The elasmobranch rectal gland has served as a useful model to study features of Na-K-Cl cotransport that are common to many chloride-transporting epithelia. These include: (1) dependence on a Na+ gradient created by Na-K-ATPase; (2) high intracellular Cl- concentration; (3) characteristic inhibitor profile including inhibition by loop diuretics and barium but not by amiloride, SITS, DIDS, or carbonic anhydrase inhibitors; and (4) remarkable energy efficiency of transepithelial transport (25-30 NaCl/l 02). The mechanism by which this is accomplished is clarified by kinetic analysis of experiments with isolated perfused rectal glands of Squalus acanthias in which perfusate concentrations of Na and Cl are systematically varied. These show a Hill coefficient of one for Na+ and two for Cl-, suggesting that one Na+, one K+, and two Cl- interact with the cotransport carrier. Nitrate can substitute for Cl- to some extent, and it itself weakly transported.

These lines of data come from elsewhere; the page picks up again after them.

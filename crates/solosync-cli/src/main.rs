use clap::{Parser, Subcommand};

mod commands;

#[derive(Parser)]
#[command(name = "solosync", version, about = "SoloSync routine player")]
struct Cli {
    /// Debug logging on stderr (RUST_LOG overrides)
    #[arg(short, long, global = true)]
    verbose: bool,

    #[command(subcommand)]
    command: Commands,
}

#[derive(Subcommand)]
enum Commands {
    /// Log in or out of the SoloSync API
    Auth {
        #[command(subcommand)]
        action: commands::auth::AuthAction,
    },
    /// Assigned routines
    Routine {
        #[command(subcommand)]
        action: commands::routine::RoutineAction,
    },
    /// Guided session playback
    Session {
        #[command(subcommand)]
        action: commands::session::SessionAction,
    },
    /// Session logs
    Log {
        #[command(subcommand)]
        action: commands::log::LogAction,
    },
    /// Completed sessions, calendar and streaks
    History {
        #[command(subcommand)]
        action: commands::history::HistoryAction,
    },
    /// Configuration management
    Config {
        #[command(subcommand)]
        action: commands::config::ConfigAction,
    },
}

fn main() {
    let cli = Cli::parse();
    if cli.verbose {
        solosync_core::logging::init_with_level("debug");
    } else {
        solosync_core::logging::init();
    }

    let result = match cli.command {
        Commands::Auth { action } => commands::auth::run(action),
        Commands::Routine { action } => commands::routine::run(action),
        Commands::Session { action } => commands::session::run(action),
        Commands::Log { action } => commands::log::run(action),
        Commands::History { action } => commands::history::run(action),
        Commands::Config { action } => commands::config::run(action),
    };

    if let Err(e) = result {
        eprintln!("error: {e}");
        std::process::exit(1);
    }
}
mod config;

pub use config::{ApiConfig, Config, CueConfig, Preferences, SpeechConfig, WakeLockConfig};

use std::path::PathBuf;

use crate::error::ConfigError;

/// Returns `~/.config/solosync[-dev]/` based on SOLOSYNC_ENV.
///
/// Set SOLOSYNC_ENV=dev to use development data directory.
///
/// # Errors
/// Returns an error if the home directory cannot be determined or if
/// creating the config directory fails.
pub fn data_dir() -> Result<PathBuf, ConfigError> {
    let base_dir = dirs::config_dir()
        .or_else(|| dirs::home_dir().map(|home| home.join(".config")))
        .ok_or(ConfigError::NoConfigDir)?;

    let env = std::env::var("SOLOSYNC_ENV").unwrap_or_else(|_| "production".to_string());

    let dir = if env == "dev" {
        base_dir.join("solosync-dev")
    } else {
        base_dir.join("solosync")
    };

    std::fs::create_dir_all(&dir).map_err(|e| ConfigError::SaveFailed {
        path: dir.clone(),
        message: e.to_string(),
    })?;
    Ok(dir)
}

The loop diuretic bumetanide behaves like a competitive inhibitor of Cl-. The teleological significance of the neutral cotransport of two Cl- with one Na+ and one K+ is that it enables transporting epithelia like the rectal gland, cornea, salivary gland, and thick ascending limb of Henle's loop to double the efficiency of their Na-K-ATPase pump.